The RAIDIX solution for data storage in a virtual environment allows the administrator to facilitate and automate system management, and accomplish greater ROI and IT resources for every dollar invested into the corporate infrastructure.
The key storage parameters include:
Connectivity tools
VMware ESXi and the data storage system may be connected via versatile protocols — iSCSI, NFS, etc. Virtual machines (VM) may employ corresponding files (configuration and vDISKs) on all available datastores.

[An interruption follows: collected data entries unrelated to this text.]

//! Lead score and tier.

use std::fmt;

use serde::{Deserialize, Serialize};

use super::lead::IntentSignal;

/// Minimum score for tier A.
pub const TIER_A_THRESHOLD: f64 = 12.0;

/// Minimum score for tier B.
pub const TIER_B_THRESHOLD: f64 = 6.0;

/// Priority tier derived from a score.
#[derive(Debug, Clone, Copy, PartialEq, Eq, Hash, PartialOrd, Ord, Serialize, Deserialize)]
pub enum Tier {
    A,
    B,
    C,
}

impl Tier {
    /// Map a score to exactly one tier.
    ///
    /// Total over every `f64`: anything that is not `>=` a threshold
    /// (including NaN) falls through to C.
    pub fn from_score(score: f64) -> Self {
        if score >= TIER_A_THRESHOLD {
            Tier::A
        } else if score >= TIER_B_THRESHOLD {
            Tier::B
        } else {
            Tier::C
        }
    }

    pub fn as_str(self) -> &'static str {
        match self {
            Tier::A => "A",
            Tier::B => "B",
            Tier::C => "C",
        }
    }
}

impl fmt::Display for Tier {
    fn fmt(&self, f: &mut fmt::Formatter<'_>) -> fmt::Result {
        f.write_str(self.as_str())
    }
}

/// Deterministic score for one lead. Immutable once computed.
#[derive(Debug, Clone, Copy, PartialEq, Serialize, Deserialize)]
pub struct ScoreResult {
    pub score: f64,
    pub tier: Tier,
}

impl ScoreResult {
    /// Human-readable account of how the score was reached.
    pub fn explanation(&self, employee_count: i64, intent: IntentSignal) -> String {
        format!(
            "Score {:.2} (Tier {}) based on {} employees and {} intent (weight {}).",
            self.score,
            self.tier,
            employee_count,
            intent,
            intent.weight()
        )
    }
}
//! Storage trait definitions for Leadflow
//!
//! - `SessionStore`: per-run session state (create/get/put)
//! - `ContentDigest`: SHA-256 digest used to seal persisted artifacts
//!
//! All traits are async and backend-agnostic. An in-memory fake is provided
//! via the `fakes` module.

use std::collections::BTreeMap;

use async_trait::async_trait;
use chrono::{DateTime, Utc};
use serde::{Deserialize, Serialize};
use sha2::Sha256;

use crate::error::StorageError;

/// Result type for storage operations
pub type StorageResult<T> = std::result::Result<T, StorageError>;

// ---------------------------------------------------------------------------
// ContentDigest
// ---------------------------------------------------------------------------

/// Content digest (SHA-256 hex string).
///
/// The inner field is private so the string is always lowercase hex produced
/// by `from_bytes` or validated via `TryFrom<String>`.
#[derive(Debug, Clone, PartialEq, Eq, Hash, Serialize, Deserialize)]
pub struct ContentDigest(String);

impl ContentDigest {
    /// Compute the SHA-256 digest of the given bytes.
    pub fn from_bytes(data: &[u8]) -> Self {
        use sha2::Digest;
        let mut hasher = Sha256::new();
        hasher.update(data);
        ContentDigest(hex::encode(hasher.finalize()))
    }

    /// Return the full hex string.
    pub fn as_str(&self) -> &str {
        &self.0
    }

    /// Short form (first 12 hex chars).
    pub fn short(&self) -> &str {
        &self.0[..12.min(self.0.len())]
    }
}

impl TryFrom<String> for ContentDigest {
    type Error = StorageError;

    fn try_from(s: String) -> std::result::Result<Self, Self::Error> {
        if s.len() != 64 || !s.chars().all(|c| c.is_ascii_hexdigit()) {
            return Err(StorageError::InvalidDigest { digest: s });
        }
        Ok(ContentDigest(s.to_ascii_lowercase()))
    }
}

impl std::fmt::Display for ContentDigest {
    fn fmt(&self, f: &mut std::fmt::Formatter<'_>) -> std::fmt::Result {
        write!(f, "{}", self.0)
    }
}

// ---------------------------------------------------------------------------
// SessionStore
// ---------------------------------------------------------------------------

/// Unique identifier for a pipeline session
#[derive(Debug, Clone, PartialEq, Eq, Hash, PartialOrd, Ord, Serialize, Deserialize)]
#[serde(transparent)]
pub struct SessionId(pub String);

impl SessionId {
    /// Generate a new random SessionId
    pub fn new() -> Self {
        SessionId(uuid::Uuid::new_v4().to_string())
    }

    pub fn as_str(&self) -> &str {
        &self.0
    }
}

impl Default for SessionId {
    fn default() -> Self {
        Self::new()
    }
}

impl std::fmt::Display for SessionId {
    fn fmt(&self, f: &mut std::fmt::Formatter<'_>) -> std::fmt::Result {
        write!(f, "{}", self.0)
    }
}

/// Named JSON slots holding the committed output of each pipeline stage.
///
/// `put` merges slot-by-slot: a slot present in the patch replaces the stored
/// slot of the same name, other slots are left untouched.
#[derive(Debug, Clone, Default, PartialEq, Serialize, Deserialize)]
#[serde(transparent)]
pub struct SessionState(BTreeMap<String, serde_json::Value>);

impl SessionState {
    pub fn new() -> Self {
        Self::default()
    }

    /// Build a single-slot patch.
    pub fn with(key: impl Into<String>, value: serde_json::Value) -> Self {
        let mut state = Self::new();
        state.insert(key, value);
        state
    }

    pub fn insert(&mut self, key: impl Into<String>, value: serde_json::Value) {
        self.0.insert(key.into(), value);
    }

    pub fn get(&self, key: &str) -> Option<&serde_json::Value> {
        self.0.get(key)
    }

    /// Merge `patch` into this state, replacing slots with the same name.
    pub fn merge(&mut self, patch: SessionState) {
        self.0.extend(patch.0);
    }

    pub fn keys(&self) -> impl Iterator<Item = &str> {
        self.0.keys().map(String::as_str)
    }

    pub fn len(&self) -> usize {
        self.0.len()
    }

    pub fn is_empty(&self) -> bool {
        self.0.is_empty()
    }
}

/// Full session record
#[derive(Debug, Clone, Serialize, Deserialize)]
pub struct SessionRecord {
    pub session_id: SessionId,
    pub state: SessionState,
    pub created_at: DateTime<Utc>,
    pub updated_at: DateTime<Utc>,
}

/// Per-run session storage.
///
/// Guarantees:
/// - `create` allocates a fresh, unique `SessionId` with empty state.
/// - `put` merges into an existing session and bumps `updated_at`.
/// - Sessions are isolated: writes to one ID never touch another.
#[async_trait]
pub trait SessionStore: Send + Sync {
    /// Allocate a new empty session.
    async fn create(&self) -> StorageResult<SessionId>;

    /// Fetch a session. Returns `StorageError::SessionNotFound` if absent.
    async fn get(&self, id: &SessionId) -> StorageResult<SessionRecord>;

    /// Merge `patch` into an existing session, returning the updated record.
    async fn put(&self, id: &SessionId, patch: SessionState) -> StorageResult<SessionRecord>;

    /// Delete a session. Returns `false` if it did not exist.
    async fn delete(&self, id: &SessionId) -> StorageResult<bool>;

    /// List all sessions, oldest first.
    async fn list(&self) -> StorageResult<Vec<SessionRecord>>;
}
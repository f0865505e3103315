//! PII detection and redaction for text crossing a trust boundary.
//!
//! Research summaries and anything returned by the text-transform service
//! pass through [`scrub_pii`] before they reach a draft. Redaction markers
//! are themselves placeholder artifacts, so a draft that needed scrubbing
//! still fails validation and goes through repair.

use std::sync::OnceLock;

use regex::Regex;

/// Replacement for email-like tokens.
pub const REDACTED_EMAIL: &str = "[REDACTED_EMAIL]";

/// Replacement for phone-like tokens.
pub const REDACTED_PHONE: &str = "[REDACTED_PHONE]";

pub(crate) fn email_pattern() -> &'static Regex {
    static RE: OnceLock<Regex> = OnceLock::new();
    RE.get_or_init(|| {
        Regex::new(r"\b[a-zA-Z0-9._%+-]+@[a-zA-Z0-9.-]+\.[a-zA-Z]{2,}\b")
            .expect("email pattern is a valid regex")
    })
}

pub(crate) fn phone_pattern() -> &'static Regex {
    static RE: OnceLock<Regex> = OnceLock::new();
    RE.get_or_init(|| {
        Regex::new(r"\+?\d[\d\-\s]{7,}\d").expect("phone pattern is a valid regex")
    })
}

/// Whether `text` contains an email address or phone number.
pub fn contains_pii(text: &str) -> bool {
    email_pattern().is_match(text) || phone_pattern().is_match(text)
}

/// Replace email- and phone-like tokens with redaction markers.
pub fn scrub_pii(text: &str) -> String {
    let text = email_pattern().replace_all(text, REDACTED_EMAIL);
    phone_pattern().replace_all(&text, REDACTED_PHONE).into_owned()
}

At that, the administrator can make use of all VMWare’s storage functions (VMotion, VMware DRS, VMware HA and VMware Storage VMotion).
Performance
Performance depends on a server utilized for data storage (RAID-controller and drive functions). Due to the RAIDIX unique algorithms and efficient parallelization of calculations, RAIDIX unlocks maximum performance expected from specific hardware. Moreover, RAIDIX-based systems enable elastic scalability with no degradation in case of increasing number of VMs or heavy workloads.
Compatibility
RAIDIX supports virtualization platforms VMware ESX 5.0/5.1/5.5/6.0; KVM (Kernel-based Virtual Machine); RHEV (Red Hat Enterprise Virtualization), Microsoft Hyper-V Server, XenServer.

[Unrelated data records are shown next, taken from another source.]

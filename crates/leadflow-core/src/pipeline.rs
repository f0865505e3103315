//! Pipeline coordination: research → score → outreach, one session per run.

use std::convert::Infallible;
use std::future::Future;
use std::sync::Arc;
use std::time::Instant;

use leadflow_state::{SessionId, SessionState, SessionStore};
use serde::Serialize;
use tracing::{info, warn, Instrument};

use crate::config::{PipelineConfig, MAX_FIELD_CHARS};
use crate::domain::{
    LeadRecord, LeadRequest, OutreachDraft, PipelineError, PipelineResult, PipelineStage, Result,
};
use crate::draft::DraftGenerator;
use crate::metrics::METRICS;
use crate::obs::{
    emit_persist_failed, emit_run_finished, emit_run_started, session_span, StageObserver,
    TracingObserver,
};
use crate::repair::{fallback_message, RepairController};
use crate::research::{EnrichedResearch, Enrichment, ResearchProvider};
use crate::retry::RetryPolicy;
use crate::scorer::score_lead;
use crate::transform::TextTransform;
use crate::validator::{DraftValidator, RuleValidator, ValidationContext};

/// Session slots written by a run, in order.
pub mod slots {
    pub const RESEARCH: &str = "research";
    /// Human-readable rendering of the research record, written with it.
    pub const LEAD_SUMMARY: &str = "lead_summary";
    pub const SCORE: &str = "score";
    pub const OUTREACH: &str = "outreach";
    pub const REPAIR: &str = "repair";
    pub const RESULT: &str = "result";
}

/// Attempts for enrichment calls, independent of polishing attempts.
const ENRICHMENT_ATTEMPTS: u32 = 2;

/// Builder for [`Pipeline`].
pub struct PipelineBuilder {
    research: Arc<dyn ResearchProvider>,
    store: Arc<dyn SessionStore>,
    config: PipelineConfig,
    transform: Option<Arc<dyn TextTransform>>,
    enrichment: Option<Arc<dyn Enrichment>>,
    validator: Option<Arc<dyn DraftValidator>>,
    observer: Arc<dyn StageObserver>,
}

impl PipelineBuilder {
    pub fn config(mut self, config: PipelineConfig) -> Self {
        self.config = config;
        self
    }

    pub fn transform(mut self, transform: Arc<dyn TextTransform>) -> Self {
        self.transform = Some(transform);
        self
    }

    pub fn enrichment(mut self, enrichment: Arc<dyn Enrichment>) -> Self {
        self.enrichment = Some(enrichment);
        self
    }

    /// Replace the default [`RuleValidator`] used on drafts.
    pub fn validator(mut self, validator: Arc<dyn DraftValidator>) -> Self {
        self.validator = Some(validator);
        self
    }

    pub fn observer(mut self, observer: Arc<dyn StageObserver>) -> Self {
        self.observer = observer;
        self
    }

    /// Validate the configuration and assemble the pipeline.
    pub fn build(self) -> Result<Pipeline> {
        self.config.validate()?;
        let config = self.config;

        let research = match (config.enrichment_enabled, self.enrichment) {
            (true, Some(enrichment)) => Arc::new(EnrichedResearch::new(
                self.research,
                enrichment,
                RetryPolicy {
                    attempts: ENRICHMENT_ATTEMPTS,
                    base_delay: config.retry_backoff,
                },
                config.model_timeout,
            )) as Arc<dyn ResearchProvider>,
            (true, None) => {
                tracing::warn!("enrichment enabled but no enrichment source configured");
                self.research
            }
            (false, _) => self.research,
        };

        if config.polishing_enabled && self.transform.is_none() {
            tracing::warn!("polishing enabled but no text transform configured");
        }

        let screen = RuleValidator::new(config.validator.clone());
        let validator = self
            .validator
            .unwrap_or_else(|| Arc::new(screen.clone()) as Arc<dyn DraftValidator>);
        let generator = DraftGenerator::new(
            self.transform,
            config.polishing_enabled,
            config.model_timeout,
            config.retry_policy(),
        );

        Ok(Pipeline {
            controller: RepairController::new(generator, validator),
            screen,
            research,
            store: self.store,
            observer: self.observer,
            config,
        })
    }
}

/// Runs leads end to end. `Send + Sync`; share it behind an `Arc` to run
/// leads concurrently.
pub struct Pipeline {
    config: PipelineConfig,
    research: Arc<dyn ResearchProvider>,
    store: Arc<dyn SessionStore>,
    controller: RepairController,
    screen: RuleValidator,
    observer: Arc<dyn StageObserver>,
}

impl Pipeline {
    pub fn builder(
        research: Arc<dyn ResearchProvider>,
        store: Arc<dyn SessionStore>,
    ) -> PipelineBuilder {
        PipelineBuilder {
            research,
            store,
            config: PipelineConfig::default(),
            transform: None,
            enrichment: None,
            validator: None,
            observer: Arc::new(TracingObserver),
        }
    }

    pub fn config(&self) -> &PipelineConfig {
        &self.config
    }

    pub fn store(&self) -> &Arc<dyn SessionStore> {
        &self.store
    }

    /// Run one lead through every stage.
    ///
    /// # Errors
    ///
    /// - `InvalidInput` for blank, over-long or unsafe names (no session is
    ///   created)
    /// - `SessionCreation` if the store cannot allocate a session
    /// - `ResearchUnavailable` if research fails (no draft is created)
    /// - `MissingField` / `InvalidInput` for an unusable employee count
    pub async fn run(&self, company_name: &str, contact_name: &str) -> Result<PipelineResult> {
        let started = Instant::now();
        METRICS.inc_runs_started();

        let result = self.run_inner(company_name, contact_name).await;
        let duration_ms = started.elapsed().as_millis() as u64;

        match &result {
            Ok(done) => {
                METRICS.inc_runs_completed();
                emit_run_finished(
                    Some(&done.session_id),
                    duration_ms,
                    Some(done.validation_status),
                    true,
                );
            }
            Err(err) => {
                METRICS.inc_runs_failed();
                tracing::warn!(stage = %err.stage(), error = %err, "run failed");
                emit_run_finished(None, duration_ms, None, false);
            }
        }
        result
    }

    /// Run independent leads concurrently, one session each. Results are
    /// returned in input order.
    pub async fn run_batch(&self, cases: &[LeadRequest]) -> Vec<Result<PipelineResult>> {
        let runs = cases
            .iter()
            .map(|case| self.run(&case.company_name, &case.contact_name));
        let results = futures::future::join_all(runs).await;
        METRICS.flush();
        results
    }

    async fn run_inner(&self, company_name: &str, contact_name: &str) -> Result<PipelineResult> {
        let (company, contact) = self
            .observe(None, PipelineStage::Input, async {
                let company = self.screen_input("company_name", company_name)?;
                let contact = self.screen_input("contact_name", contact_name)?;
                self.screen_fallback(company, contact)?;
                Ok::<_, PipelineError>((company, contact))
            })
            .await?;
        emit_run_started(company, contact);

        let session_id = self
            .observe(None, PipelineStage::Session, self.store.create())
            .await
            .map_err(PipelineError::SessionCreation)?;

        self.run_session(&session_id, company, contact)
            .instrument(session_span(&session_id))
            .await
    }

    async fn run_session(
        &self,
        session_id: &SessionId,
        company: &str,
        contact: &str,
    ) -> Result<PipelineResult> {
        let sid = Some(session_id);

        let lead = self
            .observe(sid, PipelineStage::Research, self.research.lookup(company))
            .await
            .map_err(|source| PipelineError::ResearchUnavailable {
                company: company.to_string(),
                source,
            })?;
        let lead = self.settle_research(lead, company, contact);
        self.persist_research(session_id, &lead).await;

        let (employee_count, score) = self
            .observe(sid, PipelineStage::Score, async {
                let count = lead
                    .employee_count
                    .ok_or(PipelineError::MissingField("employee_count"))?;
                Ok::<_, PipelineError>((count, score_lead(count, lead.intent_signal)?))
            })
            .await?;
        let score_explanation = score.explanation(employee_count, lead.intent_signal);
        info!(score = score.score, tier = %score.tier, "lead scored");
        self.persist(session_id, slots::SCORE, &score).await;

        let outcome = self
            .observe(sid, PipelineStage::Outreach, async {
                Ok::<_, Infallible>(self.controller.run(&lead, contact, score.tier).await)
            })
            .await
            .unwrap_or_else(|never| match never {});
        self.persist(session_id, slots::OUTREACH, &outcome.draft).await;
        self.persist(session_id, slots::REPAIR, &outcome.trace).await;

        let result = PipelineResult {
            session_id: session_id.clone(),
            research: lead,
            score,
            score_explanation,
            validation_status: outcome.trace.status,
            outreach: outcome.draft,
            repair: outcome.trace,
        };
        self.persist(session_id, slots::RESULT, &result).await;
        Ok(result)
    }

    /// Trim and screen a caller-supplied name.
    fn screen_input<'a>(&self, field: &'static str, raw: &'a str) -> Result<&'a str> {
        let value = raw.trim();
        if value.is_empty() {
            return Err(PipelineError::invalid(field, "must not be empty"));
        }
        if value.chars().count() > MAX_FIELD_CHARS {
            return Err(PipelineError::invalid(
                field,
                format!("must be at most {MAX_FIELD_CHARS} characters"),
            ));
        }
        if value.chars().any(char::is_control) {
            return Err(PipelineError::invalid(
                field,
                "must not contain control characters",
            ));
        }
        let flagged = self.screen.screen_field(value);
        if !flagged.is_empty() {
            let names: Vec<&str> = flagged.iter().map(|rule| rule.as_str()).collect();
            return Err(PipelineError::invalid(
                field,
                format!("rejected by content rules: {}", names.join(", ")),
            ));
        }
        Ok(value)
    }

    /// Reject name pairs whose fallback message would fail the content rules.
    ///
    /// Each name is screened on its own first; this catches patterns that
    /// only appear once both names sit inside the fixed fallback text.
    fn screen_fallback(&self, company: &str, contact: &str) -> Result<()> {
        let draft = OutreachDraft::template(fallback_message(contact, company));
        let ctx = ValidationContext {
            contact_name: contact,
            company_name: company,
        };
        let outcome = self.screen.validate(&draft, &ctx);
        if outcome.passed {
            return Ok(());
        }
        Err(PipelineError::invalid(
            "names",
            format!(
                "fallback message would be rejected: {}",
                outcome.reason_names().join(", ")
            ),
        ))
    }

    /// Hold research output to the same rules as caller input before any of
    /// it is rendered into a draft.
    ///
    /// A renamed company is kept only if it would pass input screening with
    /// this contact; otherwise the screened input name is used. An industry
    /// that fails screening is dropped and the template omits it.
    fn settle_research(&self, mut lead: LeadRecord, company: &str, contact: &str) -> LeadRecord {
        let researched = lead.company_name.trim().to_string();
        if researched == company {
            lead.company_name = researched;
        } else if self.screen_input("company_name", &researched).is_ok()
            && self.screen_fallback(&researched, contact).is_ok()
        {
            lead.company_name = researched;
        } else {
            warn!(
                input = %company,
                researched = %researched,
                "research renamed the company to an unusable name; keeping the input name"
            );
            lead.company_name = company.to_string();
        }

        let industry = lead.industry.trim().to_string();
        if !industry.is_empty() && self.screen_input("industry", &industry).is_err() {
            warn!(company = %lead.company_name, "dropping industry that fails content rules");
            lead.industry = String::new();
        } else {
            lead.industry = industry;
        }
        lead
    }

    async fn observe<T, E, F>(
        &self,
        session_id: Option<&SessionId>,
        stage: PipelineStage,
        fut: F,
    ) -> std::result::Result<T, E>
    where
        F: Future<Output = std::result::Result<T, E>>,
    {
        self.observer.before_stage(session_id, stage);
        let started = Instant::now();
        let out = fut.await;
        self.observer
            .after_stage(session_id, stage, out.is_ok(), started.elapsed());
        out
    }

    /// Commit a stage output to its session slot. Failures are logged and
    /// absorbed; the in-memory value stays authoritative for the run.
    async fn persist<T: Serialize>(&self, session_id: &SessionId, slot: &str, value: &T) {
        match serde_json::to_value(value) {
            Ok(value) => {
                let patch = SessionState::with(slot, value);
                self.commit(session_id, slot, patch).await;
            }
            Err(err) => emit_persist_failed(session_id, slot, &err),
        }
    }

    /// The research record and its summary go out in one write.
    async fn persist_research(&self, session_id: &SessionId, lead: &LeadRecord) {
        match serde_json::to_value(lead) {
            Ok(record) => {
                let mut patch = SessionState::with(slots::RESEARCH, record);
                patch.insert(
                    slots::LEAD_SUMMARY,
                    serde_json::Value::String(lead.summary_text()),
                );
                self.commit(session_id, slots::RESEARCH, patch).await;
            }
            Err(err) => emit_persist_failed(session_id, slots::RESEARCH, &err),
        }
    }

    async fn commit(&self, session_id: &SessionId, slot: &str, patch: SessionState) {
        if let Err(err) = self
            .observe(
                Some(session_id),
                PipelineStage::Persist,
                self.store.put(session_id, patch),
            )
            .await
        {
            emit_persist_failed(session_id, slot, &err);
        }
    }
}

impl std::fmt::Debug for Pipeline {
    fn fmt(&self, f: &mut std::fmt::Formatter<'_>) -> std::fmt::Result {
        f.debug_struct("Pipeline")
            .field("config", &self.config)
            .field("controller", &self.controller)
            .finish_non_exhaustive()
    }
}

RAIDIX Architecture for Virtualization
Image 1. VMWare and RAIDIX Data Storage
Configuring a Virtual Infrastructure on RAIDIX Storage
1. RAIDIX Installation
For virtualization tasks, it’s recommended to employ the RAID 6 array — a level of interleaving blocks with double parity distribution, based on RAIDIX’s proprietary mathematical algorithms. RAID 6 provides improved performance due to optimized paralleling of calculations (I/O requests are processed separately by each drive). RAID 6 ensures solid fault-tolerance sustaining complete failure of two drives in the same group.

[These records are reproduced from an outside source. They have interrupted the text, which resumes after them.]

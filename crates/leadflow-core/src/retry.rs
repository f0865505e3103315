//! Retry with exponential backoff for calls to flaky collaborators.

use std::fmt::Display;
use std::future::Future;
use std::time::Duration;

use serde::{Deserialize, Serialize};

/// How many times to try an operation and how long to wait between tries.
#[derive(Debug, Clone, Copy, PartialEq, Eq, Serialize, Deserialize)]
pub struct RetryPolicy {
    /// Total attempts, including the first (0 is treated as 1).
    pub attempts: u32,
    /// Delay before the second attempt; doubles after each further failure.
    pub base_delay: Duration,
}

impl Default for RetryPolicy {
    fn default() -> Self {
        Self {
            attempts: 2,
            base_delay: Duration::from_millis(500),
        }
    }
}

impl RetryPolicy {
    /// Exactly one attempt, no waiting.
    pub fn once() -> Self {
        Self {
            attempts: 1,
            base_delay: Duration::ZERO,
        }
    }

    fn delay_for(&self, attempt: u32) -> Duration {
        self.base_delay
            .saturating_mul(2u32.saturating_pow(attempt.saturating_sub(1)))
    }
}

/// Run `op` until it succeeds or the policy's attempts are exhausted.
///
/// Returns the last error when every attempt fails.
pub async fn retry_with_backoff<T, E, F, Fut>(
    policy: &RetryPolicy,
    op_name: &str,
    mut op: F,
) -> Result<T, E>
where
    F: FnMut() -> Fut,
    Fut: Future<Output = Result<T, E>>,
    E: Display,
{
    let max_attempts = policy.attempts.max(1);
    let mut attempt = 1;

    loop {
        match op().await {
            Ok(value) => return Ok(value),
            Err(err) if attempt >= max_attempts => return Err(err),
            Err(err) => {
                let delay = policy.delay_for(attempt);
                tracing::warn!(
                    op = op_name,
                    attempt,
                    max_attempts,
                    delay_ms = delay.as_millis() as u64,
                    error = %err,
                    "attempt failed, retrying"
                );
                tokio::time::sleep(delay).await;
                attempt += 1;
            }
        }
    }
}
//! Leadflow Core Library
//!
//! Sales-development pipeline: research a company, score the lead, draft an
//! outreach email and push the draft through validation, a single repair and
//! a guaranteed-safe fallback.
//!
//! ## Layer 1 - Domain and orchestration
//!
//! ## Key Components
//!
//! - `score_lead`: deterministic scoring and tiering
//! - `DraftGenerator`: template drafts, optionally polished by a `TextTransform`
//! - `RuleValidator`: structural and safety rules for drafts
//! - `RepairController`: validate → repair once → validate → fallback
//! - `Pipeline`: sequences the stages, one session per run

pub mod artifact;
pub mod config;
pub mod domain;
pub mod draft;
pub mod metrics;
pub mod obs;
pub mod pipeline;
pub mod repair;
pub mod research;
pub mod retry;
pub mod scorer;
pub mod scrub;
pub mod telemetry;
pub mod transform;
pub mod validator;

pub use artifact::{read_result_artifact, write_result_artifact};
pub use config::{PipelineConfig, MAX_FIELD_CHARS};
pub use domain::{
    DraftSource, IntentSignal, LeadRecord, LeadRequest, OutreachDraft, PipelineError,
    PipelineResult, PipelineStage, Result, ScoreResult, Tier, ValidationOutcome, ValidationRule,
    ValidationStatus,
};
pub use draft::DraftGenerator;
pub use metrics::METRICS;
pub use obs::{StageObserver, TracingObserver};
pub use pipeline::{Pipeline, PipelineBuilder};
pub use repair::{
    fallback_message, OutreachOutcome, RepairController, RepairState, RepairStrategy, RepairTrace,
};
pub use research::{
    EnrichedResearch, Enrichment, EnrichmentData, MockResearch, ResearchError, ResearchProvider,
};
pub use retry::RetryPolicy;
pub use scorer::score_lead;
pub use scrub::{contains_pii, scrub_pii};
pub use transform::{TextTransform, TransformError};
pub use validator::{DraftValidator, RuleValidator, ValidationContext, ValidatorConfig};

pub use leadflow_state::{SessionId, SessionStore};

For increased performance in the enterprise environment, it’s advisable to initialize RAID 6 arrays (RAID 6i where “i” stands for initialization). During the initialization process, the disks are primarily written with zeros, allowing for accelerated processing of transactional operations.
To ensure fast failover, high velocity and reliability, RAIDIX recommends to activate the Advanced Reconstruction feature. This mechanism optimizes performance of read operations by eliminating the drives with the lowest read rates.
Advanced reconstruction can be used in two modes:
- Permanently: RAIDIX eliminates drives with the highest response time and resolves a system of equations in the background to restore the data. The system stops sending read requests to those drives for a second and then eliminates other slow drives.
- On-Demand: RAIDIX detects slow drives in a group and stops sending them read requests. The data is quickly restored by solving a system of equations. The drives with the lowest response time are assigned “Slow” status in the UI so the administrator can replace them quickly and ensure normal system performance.
2. Setting up ESXi
The first step is to configure a target (e.g., Fibre Channel). The target connects to VMware ESXi. The next step is configuration of datastores in the dual controller mode (Active-Active). In this mode, both nodes are active, they work in parallel and provide access to the same pool of drives. The nodes are hardware-agnostic components of the data storage system that include processors, cache memory, motherboards and may be combined into a cluster.
RAIDIX guarantees continuity of data access and provides fault-tolerance due to:
- Duplication of nodes
- Duplication of drive connection channels (both nodes are connected to a single set of drives).
Nodes interact through InfiniBand, iSCSI (over Ethernet), SAS, and Fibre Channel interfaces that allow for data and cache status synchronization.
Due to bi-directional standby cache synchronization, the remote node always contains an up-to-date copy of data in the local node cache. Therefore, should one node fail, the other node will transparently take over the entire workload, allowing the administrator to fix errors on the fly.
Duplication of hardware components and interfaces provides protection against the following incidents:
- Failure of a single hardware component (CPU, motherboard, power supply unit, controller, system drive)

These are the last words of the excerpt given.